Description of the task -
Search the records below for the word "WriteOutcome" and show every line where it occurs.

[Dataset records]
-- Opening Marker --

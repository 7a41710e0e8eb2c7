//! Order stores: in-memory and Redis-backed
//!
//! Both keep a payment id index and a settlement id index next to the orders.
//! A payment id belongs to one order. A settlement batch covers many
//! transfers, so the settlement index points at the order written last.
//! Writes are conditional on the stored version.

use std::collections::HashMap;

use async_trait::async_trait;
use redis::aio::ConnectionManager;
use redis::{AsyncCommands, Script};
use tokio::sync::RwLock;
use tracing::debug;

use crate::domain::order::{Order, OrderPaymentRecord};
use crate::domain::ports::{OrderRepository, WriteOutcome};
use crate::shared::error::{AppError, AppResult};

#[derive(Default)]
struct Tables {
    orders: HashMap<String, Order>,
    by_payment: HashMap<String, String>,
    by_settlement: HashMap<String, String>,
}

impl Tables {
    fn claimed_by_other(&self, index: &HashMap<String, String>, key: Option<&String>, order_id: &str) -> bool {
        key.and_then(|k| index.get(k)).is_some_and(|owner| owner != order_id)
    }

    fn index(&mut self, order: &Order) {
        if let Some(payment_id) = &order.payment.payment_id {
            self.by_payment.insert(payment_id.clone(), order.order_id.clone());
        }
        if let Some(settlement_id) = &order.payment.settlement.settlement_id {
            self.by_settlement.insert(settlement_id.clone(), order.order_id.clone());
        }
    }
}

/// Process-local store for development and tests
#[derive(Default)]
pub struct InMemoryOrderStore {
    tables: RwLock<Tables>,
}

impl InMemoryOrderStore {
    pub fn new() -> Self {
        Self::default()
    }
}

#[async_trait]
impl OrderRepository for InMemoryOrderStore {
    async fn insert(&self, order: Order) -> AppResult<Order> {
        let mut tables = self.tables.write().await;
        if tables.orders.contains_key(&order.order_id) {
            return Err(AppError::Conflict(format!("order {} already exists", order.order_id)));
        }
        if tables.claimed_by_other(&tables.by_payment, order.payment.payment_id.as_ref(), &order.order_id) {
            return Err(AppError::Conflict("payment id already belongs to another order".to_string()));
        }
        tables.index(&order);
        tables.orders.insert(order.order_id.clone(), order.clone());
        Ok(order)
    }

    async fn get(&self, order_id: &str) -> AppResult<Option<Order>> {
        Ok(self.tables.read().await.orders.get(order_id).cloned())
    }

    async fn find_by_payment_id(&self, payment_id: &str) -> AppResult<Option<Order>> {
        let tables = self.tables.read().await;
        Ok(tables
            .by_payment
            .get(payment_id)
            .and_then(|order_id| tables.orders.get(order_id))
            .cloned())
    }

    async fn find_by_settlement_id(&self, settlement_id: &str) -> AppResult<Option<Order>> {
        let tables = self.tables.read().await;
        Ok(tables
            .by_settlement
            .get(settlement_id)
            .and_then(|order_id| tables.orders.get(order_id))
            .cloned())
    }

    async fn compare_and_swap(
        &self,
        order_id: &str,
        expected_version: u64,
        payment: OrderPaymentRecord,
    ) -> AppResult<WriteOutcome> {
        let mut tables = self.tables.write().await;
        let order = match tables.orders.get(order_id) {
            Some(order) if order.version == expected_version => order,
            Some(_) => return Ok(WriteOutcome::VersionConflict),
            None => return Err(AppError::NotFound(format!("order {}", order_id))),
        };
        if tables.claimed_by_other(&tables.by_payment, payment.payment_id.as_ref(), order_id) {
            return Err(AppError::Conflict("payment id already belongs to another order".to_string()));
        }

        let updated = Order {
            payment,
            version: order.version + 1,
            ..order.clone()
        };
        tables.index(&updated);
        tables.orders.insert(order_id.to_string(), updated.clone());
        Ok(WriteOutcome::Written(updated))
    }

    async fn ping(&self) -> AppResult<()> {
        Ok(())
    }
}

// KEYS: order doc, version, owned index keys, shared index keys
// ARGV: document, version, order id, number of owned index keys
const INSERT_SCRIPT: &str = r#"
if redis.call('EXISTS', KEYS[1]) == 1 then return 0 end
for i = 3, 2 + tonumber(ARGV[4]) do
  local owner = redis.call('GET', KEYS[i])
  if owner and owner ~= ARGV[3] then return -1 end
end
redis.call('SET', KEYS[1], ARGV[1])
redis.call('SET', KEYS[2], ARGV[2])
for i = 3, #KEYS do redis.call('SET', KEYS[i], ARGV[3]) end
return 1
"#;

// KEYS: order doc, version, owned index keys, shared index keys
// ARGV: expected version, document, new version, order id, number of owned index keys
const CAS_SCRIPT: &str = r#"
local current = redis.call('GET', KEYS[2])
if not current then return -1 end
if current ~= ARGV[1] then return 0 end
for i = 3, 2 + tonumber(ARGV[5]) do
  local owner = redis.call('GET', KEYS[i])
  if owner and owner ~= ARGV[4] then return -2 end
end
redis.call('SET', KEYS[1], ARGV[2])
redis.call('SET', KEYS[2], ARGV[3])
for i = 3, #KEYS do redis.call('SET', KEYS[i], ARGV[4]) end
return 1
"#;

fn payment_key(prefix: &str, payment_id: &str) -> String {
    format!("{}:payment:{}", prefix, payment_id)
}

fn settlement_key(prefix: &str, settlement_id: &str) -> String {
    format!("{}:settlement:{}", prefix, settlement_id)
}

/// Index keys for `payment`, owned ones first, and how many are owned.
/// The scripts only check ownership on the first `owned` keys.
fn index_keys(prefix: &str, payment: &OrderPaymentRecord) -> (Vec<String>, usize) {
    let mut keys = Vec::new();
    if let Some(payment_id) = &payment.payment_id {
        keys.push(payment_key(prefix, payment_id));
    }
    let owned = keys.len();
    if let Some(settlement_id) = &payment.settlement.settlement_id {
        keys.push(settlement_key(prefix, settlement_id));
    }
    (keys, owned)
}

/// Redis-backed store: one JSON document and one version key per order
pub struct RedisOrderStore {
    redis: ConnectionManager,
    prefix: String,
    insert_script: Script,
    cas_script: Script,
}

impl RedisOrderStore {
    pub fn new(redis: ConnectionManager, prefix: impl Into<String>) -> Self {
        Self {
            redis,
            prefix: prefix.into(),
            insert_script: Script::new(INSERT_SCRIPT),
            cas_script: Script::new(CAS_SCRIPT),
        }
    }

    fn order_key(&self, order_id: &str) -> String {
        format!("{}:order:{}", self.prefix, order_id)
    }

    fn version_key(&self, order_id: &str) -> String {
        format!("{}:order:{}:version", self.prefix, order_id)
    }

    fn payment_key(&self, payment_id: &str) -> String {
        payment_key(&self.prefix, payment_id)
    }

    fn settlement_key(&self, settlement_id: &str) -> String {
        settlement_key(&self.prefix, settlement_id)
    }

    async fn lookup(&self, index_key: String) -> AppResult<Option<Order>> {
        let mut conn = self.redis.clone();
        let order_id: Option<String> = conn.get(index_key).await?;
        match order_id {
            Some(order_id) => self.get(&order_id).await,
            None => Ok(None),
        }
    }
}

#[async_trait]
impl OrderRepository for RedisOrderStore {
    async fn insert(&self, order: Order) -> AppResult<Order> {
        let document = serde_json::to_vec(&order)
            .map_err(|e| AppError::Internal(format!("serialize order: {}", e)))?;

        let mut invocation = self.insert_script.prepare_invoke();
        invocation
            .key(self.order_key(&order.order_id))
            .key(self.version_key(&order.order_id));
        let (keys, owned) = index_keys(&self.prefix, &order.payment);
        for key in keys {
            invocation.key(key);
        }
        invocation
            .arg(document)
            .arg(order.version)
            .arg(&order.order_id)
            .arg(owned);

        let mut conn = self.redis.clone();
        let status: i64 = invocation.invoke_async(&mut conn).await?;
        match status {
            1 => Ok(order),
            0 => Err(AppError::Conflict(format!("order {} already exists", order.order_id))),
            _ => Err(AppError::Conflict("payment id already belongs to another order".to_string())),
        }
    }

    async fn get(&self, order_id: &str) -> AppResult<Option<Order>> {
        let mut conn = self.redis.clone();
        let data: Option<Vec<u8>> = conn.get(self.order_key(order_id)).await?;
        data.map(|bytes| {
            serde_json::from_slice::<Order>(&bytes)
                .map_err(|e| AppError::Storage(format!("corrupt order document {}: {}", order_id, e)))
        })
        .transpose()
    }

    async fn find_by_payment_id(&self, payment_id: &str) -> AppResult<Option<Order>> {
        self.lookup(self.payment_key(payment_id)).await
    }

    async fn find_by_settlement_id(&self, settlement_id: &str) -> AppResult<Option<Order>> {
        self.lookup(self.settlement_key(settlement_id)).await
    }

    async fn compare_and_swap(
        &self,
        order_id: &str,
        expected_version: u64,
        payment: OrderPaymentRecord,
    ) -> AppResult<WriteOutcome> {
        let current = match self.get(order_id).await? {
            Some(order) => order,
            None => return Err(AppError::NotFound(format!("order {}", order_id))),
        };
        if current.version != expected_version {
            return Ok(WriteOutcome::VersionConflict);
        }

        let updated = Order {
            version: expected_version + 1,
            payment,
            ..current
        };
        let document = serde_json::to_vec(&updated)
            .map_err(|e| AppError::Internal(format!("serialize order: {}", e)))?;

        let mut invocation = self.cas_script.prepare_invoke();
        invocation.key(self.order_key(order_id)).key(self.version_key(order_id));
        let (keys, owned) = index_keys(&self.prefix, &updated.payment);
        for key in keys {
            invocation.key(key);
        }
        invocation
            .arg(expected_version)
            .arg(document)
            .arg(updated.version)
            .arg(order_id)
            .arg(owned);

        let mut conn = self.redis.clone();
        let status: i64 = invocation.invoke_async(&mut conn).await?;
        match status {
            1 => Ok(WriteOutcome::Written(updated)),
            0 => {
                debug!(order_id = %order_id, expected_version, "Redis CAS lost the race");
                Ok(WriteOutcome::VersionConflict)
            }
            -1 => Err(AppError::NotFound(format!("order {}", order_id))),
            _ => Err(AppError::Conflict("payment id already belongs to another order".to_string())),
        }
    }

    async fn ping(&self) -> AppResult<()> {
        let mut conn = self.redis.clone();
        let _: String = redis::cmd("PING").query_async(&mut conn).await?;
        Ok(())
    }
}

-- Closing Marker --

Answer to this exercise -
use crate::domain::ports::{OrderRepository, WriteOutcome};
    ) -> AppResult<WriteOutcome> {
            Some(_) => return Ok(WriteOutcome::VersionConflict),
        Ok(WriteOutcome::Written(updated))
    ) -> AppResult<WriteOutcome> {
            return Ok(WriteOutcome::VersionConflict);
            1 => Ok(WriteOutcome::Written(updated)),
                Ok(WriteOutcome::VersionConflict)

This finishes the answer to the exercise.